Here is a good place to start to answer most of your questions.

[webmasterworld.com ]

Good Luck

robotsdobetter

12:34 pm on Jul 12, 2004 (gmt 0)

WebmasterWorld Senior Member 10+ Year Member



It's easier than what you may think to start a site, just keep going and you will learn! About 6 or 7 years ago when I first started my site I knew very little about HTML, PHP, CGI, etc.

If you find a template you like you can change it by changing the HTML or you can buy software like FrontPage which does the HTML for you.

When getting a host you should make sure you can use/have....

1) PHP
2) CGI
3) Your own Domain
4) Sub Domains
5) Your own email accounts
6) FTP Manager
7) Access Logs
8) 99% uptime
9) MySQL
10) Server Sides Includes

GB Example: Every time one of your web pages is loaded by a visitor, the size of that page goes towards your bandwidth usage.

Let's say you got 40GBs this is about how many hits you could get in a month...

Page size 30kb - 1,398,101 views
Page size 50kb - 838,861 views

For a new site you won't need many GBs, but make sure you can upgrade as needed. If you are not sure what web host you should look at try Ipowerweb web hosting and Yahoo! web hosting. There are many different web hosts out there, so just compare them to each other and see which one is best for you. You may want to visit sites that compare them for you.

breny

1:16 am on Jul 13, 2004 (gmt 0)

10+ Year Member



Thank you both. Skippy, I checked most of the articles on your list. I'm still plowing through some of them trying to find the information I need.

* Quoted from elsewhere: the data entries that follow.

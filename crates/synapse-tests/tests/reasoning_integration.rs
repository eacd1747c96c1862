use synapse_core::entity::{category, Entity, Graph, NodeType, Relation};
use synapse_core::error::SynapseError;
use synapse_reasoning::ReasoningEngine;

fn concept(name: &str, weight: f64) -> Entity {
    Entity::new(name, NodeType::Concept, category::CORE_CONCEPT, weight)
}

/// 用户画像 -> 内容营销 -> 转化率 -> ROI, with a shortcut and a bad weight.
fn funnel() -> (Graph, Vec<Entity>) {
    let nodes = vec![
        concept("用户画像", 2.5),
        concept("内容营销", 2.5),
        concept("转化率", 3.0),
        concept("ROI", 3.0),
        concept("品牌", f64::NAN),
    ];
    let links = vec![
        Relation::new(&nodes[0].id, &nodes[1].id, "improves", 0.8),
        Relation::new(&nodes[1].id, &nodes[2].id, "influences", 0.7),
        Relation::new(&nodes[2].id, &nodes[3].id, "causes", 0.9),
        Relation::new(&nodes[0].id, &nodes[2].id, "optimizes", 0.6),
        Relation::new(&nodes[4].id, &nodes[3].id, "related_to", f64::INFINITY),
    ];
    (Graph::new(nodes.clone(), links), nodes)
}

// ---------------------------------------------------------------------------
// Multi-hop paths
// ---------------------------------------------------------------------------

#[tokio::test]
async fn path_confidence_is_always_a_unit_value() {
    let (graph, nodes) = funnel();
    let engine = ReasoningEngine::default();
    for start in &nodes {
        for end in &nodes {
            if start.id == end.id {
                continue;
            }
            for path in engine.find_multi_hop_paths(&graph, &start.id, &end.id, 6).await {
                assert!((0.0..=1.0).contains(&path.confidence), "confidence {}", path.confidence);
                assert!(path.score.is_finite());
                assert_eq!(path.nodes.first(), Some(&start.id));
                assert_eq!(path.nodes.last(), Some(&end.id));
            }
        }
    }
}

#[tokio::test]
async fn repeated_queries_hit_the_cache() {
    let (graph, nodes) = funnel();
    let engine = ReasoningEngine::new(4);
    let first = engine.find_multi_hop_paths(&graph, &nodes[0].id, &nodes[3].id, 4).await;
    let second = engine.find_multi_hop_paths(&graph, &nodes[0].id, &nodes[3].id, 4).await;
    assert!(!first.is_empty());
    assert_eq!(first, second);
    assert_eq!(engine.cached_queries().await, 1);
}

// ---------------------------------------------------------------------------
// Reverse reasoning
// ---------------------------------------------------------------------------

#[test]
fn reverse_reasoning_without_incoming_edges_is_empty() {
    let (graph, nodes) = funnel();
    let engine = ReasoningEngine::default();
    let result = engine
        .reverse_reasoning(&graph, &nodes[0].id, 3)
        .expect("known node should not fail");
    assert!(result.potential_causes.is_empty());
}

#[test]
fn reverse_reasoning_walks_back_from_the_effect() {
    let (graph, nodes) = funnel();
    let result = ReasoningEngine::default()
        .reverse_reasoning(&graph, &nodes[3].id, 3)
        .expect("known node should not fail");
    assert!(result.potential_causes.iter().any(|c| c.id == nodes[2].id));
    assert!(result
        .potential_causes
        .iter()
        .all(|c| (0.0..=1.0).contains(&c.confidence)));
}

#[test]
fn reverse_reasoning_on_unknown_node_is_not_found() {
    let (graph, _) = funnel();
    let err = ReasoningEngine::default()
        .reverse_reasoning(&graph, "missing", 3)
        .unwrap_err();
    assert!(matches!(err, SynapseError::NotFound(_)));
}

// ---------------------------------------------------------------------------
// Causal chains
// ---------------------------------------------------------------------------

#[test]
fn textual_causal_cues_form_a_chain() {
    let (graph, nodes) = funnel();
    let text = "用户画像导致内容营销更精准，内容营销导致转化率上升，转化率导致ROI增长";
    let analysis = ReasoningEngine::default().build_causal_chains(&graph, text);
    assert!(!analysis.relations.is_empty());
    assert!(analysis
        .chains
        .iter()
        .any(|c| {
            let ids = c.node_ids();
            ids.first() == Some(&nodes[0].id.as_str()) && ids.last() == Some(&nodes[3].id.as_str())
        }));
}
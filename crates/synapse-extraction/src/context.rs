use synapse_core::domain::ActiveDomain;
use synapse_core::text::{char_len, find_occurrences};

/// Everything one extraction call needs, passed explicitly to each stage.
pub struct ExtractionContext<'a> {
    pub text: &'a str,
    pub lowered: String,
    /// Length in chars.
    pub length: usize,
    pub domain: &'a ActiveDomain,
    pub document: Option<&'a str>,
}

impl<'a> ExtractionContext<'a> {
    pub fn new(text: &'a str, domain: &'a ActiveDomain, document: Option<&'a str>) -> Self {
        Self {
            text,
            lowered: text.to_lowercase(),
            length: char_len(text),
            domain,
            document,
        }
    }

    /// Char offsets of case-insensitive occurrences of `name`.
    pub fn occurrences(&self, name: &str) -> Vec<usize> {
        find_occurrences(&self.lowered, &name.to_lowercase())
    }

    pub fn mentions(&self, name: &str) -> bool {
        !self.occurrences(name).is_empty()
    }
}
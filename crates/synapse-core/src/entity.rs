use std::collections::BTreeSet;

use chrono::{DateTime, Utc};
use serde::{Deserialize, Serialize};
use uuid::Uuid;

/// Open key-value bag carried by entities and relations.
pub type Properties = serde_json::Map<String, serde_json::Value>;

#[derive(Debug, Clone, Copy, Serialize, Deserialize, PartialEq, Eq, Hash)]
#[serde(rename_all = "snake_case")]
pub enum NodeType {
    Entity,
    Concept,
    Tool,
}

impl NodeType {
    pub fn as_str(&self) -> &'static str {
        match self {
            NodeType::Entity => "entity",
            NodeType::Concept => "concept",
            NodeType::Tool => "tool",
        }
    }
}

/// Well-known entity categories. Categories stay free-form strings because
/// domain tables may introduce their own.
pub mod category {
    pub const CORE_CONCEPT: &str = "core_concept";
    pub const PROFESSIONAL_TERM: &str = "professional_term";
    pub const BUSINESS_CONCEPT: &str = "business_concept";
    pub const TOOL: &str = "tool";
    pub const ENTITY: &str = "entity";
    pub const KEY_PHRASE: &str = "key_phrase";
    pub const PERSON: &str = "person";
    pub const ORGANIZATION: &str = "organization";
    pub const PRODUCT: &str = "product";
}

#[derive(Debug, Clone, Serialize, Deserialize, PartialEq)]
pub struct Entity {
    pub id: String,
    pub name: String,
    #[serde(rename = "type")]
    pub node_type: NodeType,
    pub category: String,
    pub weight: f64,
    #[serde(default)]
    pub properties: Properties,
}

impl Entity {
    /// Creates an entity whose id is derived from the normalized name, so the
    /// same surface form always maps to the same node across extractions.
    pub fn new(name: impl Into<String>, node_type: NodeType, category: impl Into<String>, weight: f64) -> Self {
        let name = name.into();
        Self {
            id: entity_id_for(&name),
            name,
            node_type,
            category: category.into(),
            weight,
            properties: Properties::new(),
        }
    }

    pub fn with_property(mut self, key: &str, value: impl Into<serde_json::Value>) -> Self {
        self.properties.insert(key.to_string(), value.into());
        self
    }

    pub fn normalized_name(&self) -> String {
        normalize_name(&self.name)
    }

    /// Document labels this entity was seen in: the `documents` list plus a
    /// single `document` label.
    pub fn documents(&self) -> BTreeSet<String> {
        let mut docs: BTreeSet<String> = self
            .properties
            .get("documents")
            .and_then(serde_json::Value::as_array)
            .map(|list| list.iter().filter_map(|d| d.as_str().map(str::to_string)).collect())
            .unwrap_or_default();
        if let Some(doc) = self.properties.get("document").and_then(serde_json::Value::as_str) {
            docs.insert(doc.to_string());
        }
        docs
    }
}

/// Case- and whitespace-insensitive key used for deduplication.
pub fn normalize_name(name: &str) -> String {
    name.chars()
        .filter(|c| !c.is_whitespace())
        .flat_map(|c| c.to_lowercase())
        .collect()
}

pub fn entity_id_for(name: &str) -> String {
    Uuid::new_v5(&Uuid::NAMESPACE_OID, normalize_name(name).as_bytes()).to_string()
}

#[derive(Debug, Clone, Serialize, Deserialize, PartialEq)]
pub struct Relation {
    pub source: String,
    pub target: String,
    #[serde(rename = "type")]
    pub relation_type: String,
    pub weight: f64,
    #[serde(default)]
    pub properties: Properties,
}

impl Relation {
    pub fn new(
        source: impl Into<String>,
        target: impl Into<String>,
        relation_type: impl Into<String>,
        weight: f64,
    ) -> Self {
        Self {
            source: source.into(),
            target: target.into(),
            relation_type: relation_type.into(),
            weight,
            properties: Properties::new(),
        }
    }

    pub fn with_property(mut self, key: &str, value: impl Into<serde_json::Value>) -> Self {
        self.properties.insert(key.to_string(), value.into());
        self
    }

    /// Identity of a link for diffing: `(source, target, type)`.
    pub fn key(&self) -> LinkKey {
        LinkKey {
            source: self.source.clone(),
            target: self.target.clone(),
            relation_type: self.relation_type.clone(),
        }
    }

    pub fn connects(&self, a: &str, b: &str) -> bool {
        (self.source == a && self.target == b) || (self.source == b && self.target == a)
    }
}

#[derive(Debug, Clone, PartialEq, Eq, Hash, PartialOrd, Ord, Serialize, Deserialize)]
pub struct LinkKey {
    pub source: String,
    pub target: String,
    pub relation_type: String,
}

/// Non-fatal input-quality conditions reported through `metadata.error`.
#[derive(Debug, Clone, Copy, Serialize, Deserialize, PartialEq, Eq)]
#[serde(rename_all = "snake_case")]
pub enum TextIssue {
    TextTooShort,
    LowQualityText,
}

#[derive(Debug, Clone, Serialize, Deserialize, PartialEq)]
pub struct GraphMetadata {
    pub domain: String,
    pub detected_domain: Option<String>,
    pub domain_confidence: f64,
    pub text_length: usize,
    /// Ratio of distinct characters to text length.
    pub text_quality: f64,
    pub entity_count: usize,
    pub relation_count: usize,
    pub error: Option<TextIssue>,
    pub generated_at: DateTime<Utc>,
    pub updated_at: Option<DateTime<Utc>>,
    pub change_count: u64,
}

impl Default for GraphMetadata {
    fn default() -> Self {
        Self {
            domain: "general".into(),
            detected_domain: None,
            domain_confidence: 0.0,
            text_length: 0,
            text_quality: 0.0,
            entity_count: 0,
            relation_count: 0,
            error: None,
            generated_at: Utc::now(),
            updated_at: None,
            change_count: 0,
        }
    }
}

#[derive(Debug, Clone, Default, Serialize, Deserialize, PartialEq)]
pub struct Graph {
    pub nodes: Vec<Entity>,
    pub links: Vec<Relation>,
    pub metadata: GraphMetadata,
}

impl Graph {
    pub fn new(nodes: Vec<Entity>, links: Vec<Relation>) -> Self {
        let metadata = GraphMetadata {
            entity_count: nodes.len(),
            relation_count: links.len(),
            ..GraphMetadata::default()
        };
        Self { nodes, links, metadata }
    }

    /// Empty graph tagged with an input-quality condition.
    pub fn rejected(issue: TextIssue, text_length: usize, text_quality: f64) -> Self {
        Self {
            nodes: Vec::new(),
            links: Vec::new(),
            metadata: GraphMetadata {
                text_length,
                text_quality,
                error: Some(issue),
                ..GraphMetadata::default()
            },
        }
    }

    pub fn node(&self, id: &str) -> Option<&Entity> {
        self.nodes.iter().find(|n| n.id == id)
    }

    pub fn node_by_name(&self, name: &str) -> Option<&Entity> {
        let key = normalize_name(name);
        self.nodes.iter().find(|n| n.normalized_name() == key)
    }

    pub fn refresh_counts(&mut self) {
        self.metadata.entity_count = self.nodes.len();
        self.metadata.relation_count = self.links.len();
    }
}

#[cfg(test)]
mod tests {
    use super::*;

    #[test]
    fn test_entity_id_is_stable_across_case_and_spacing() {
        let a = Entity::new("Content Marketing", NodeType::Concept, category::KEY_PHRASE, 1.0);
        let b = Entity::new("content  marketing", NodeType::Concept, category::KEY_PHRASE, 2.0);
        assert_eq!(a.id, b.id);
        assert_ne!(a.id, entity_id_for("marketing"));
    }

    #[test]
    fn test_entity_serializes_type_field() {
        let e = Entity::new("Python", NodeType::Tool, category::TOOL, 2.5);
        let json = serde_json::to_value(&e).unwrap();
        assert_eq!(json["type"], "tool");
        assert_eq!(json["category"], "tool");
    }

    #[test]
    fn test_rejected_graph_metadata_error() {
        let g = Graph::rejected(TextIssue::TextTooShort, 5, 1.0);
        let json = serde_json::to_value(&g).unwrap();
        assert_eq!(json["metadata"]["error"], "text_too_short");
        assert!(g.nodes.is_empty() && g.links.is_empty());
    }

    #[test]
    fn test_relation_key_and_connects() {
        let r = Relation::new("a", "b", "used_for", 0.6);
        assert_eq!(r.key().relation_type, "used_for");
        assert!(r.connects("b", "a"));
        assert!(!r.connects("a", "c"));
    }
}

Robots---thank you! That's exactly the kind of information I want! Your list makes it much easier to compare hosting options. I also hadn't thought of looking for a site that compares them for you. I usually do that when looking for other stuff, but it didn't occur to me to do that when looking for hosting.

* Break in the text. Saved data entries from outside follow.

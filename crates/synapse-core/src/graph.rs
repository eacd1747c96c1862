use async_trait::async_trait;
use serde::{Deserialize, Serialize};

use crate::analysis::{CentralityScore, Community};
use crate::entity::Graph;
use crate::error::Result;

#[derive(Debug, Clone, Default, Serialize, Deserialize, PartialEq)]
pub struct StoreStatistics {
    pub node_count: u64,
    pub link_count: u64,
}

/// Optional external graph store used to persist graphs and accelerate
/// analytics. Every method is keyed by graph id; distinct ids never share
/// nodes.
#[async_trait]
pub trait GraphAccelerator: Send + Sync {
    /// Liveness probe, checked at call time before delegating.
    async fn is_available(&self) -> bool;
    async fn store_graph(&self, graph_id: &str, graph: &Graph) -> Result<()>;
    async fn load_graph(&self, graph_id: &str) -> Result<Option<Graph>>;
    async fn centrality(&self, graph_id: &str) -> Result<Vec<CentralityScore>>;
    async fn communities(&self, graph_id: &str) -> Result<Vec<Community>>;
    async fn statistics(&self, graph_id: &str) -> Result<StoreStatistics>;
}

Does anyone else have any specific suggestions?

breny

1:19 am on Jul 13, 2004 (gmt 0)

10+ Year Member



Thank you both. Skippy, I checked most of the articles on your list. I'm still plowing through some of them trying to find the information I need.

Robots---thank you! That's exactly the kind of information I want! Your list makes it much easier to compare hosting options. I also hadn't thought of looking for a site that compares them for you. I usually do that when looking for other stuff, but it didn't occur to me to do that when looking for hosting.

Does anyone else have any specific suggestions?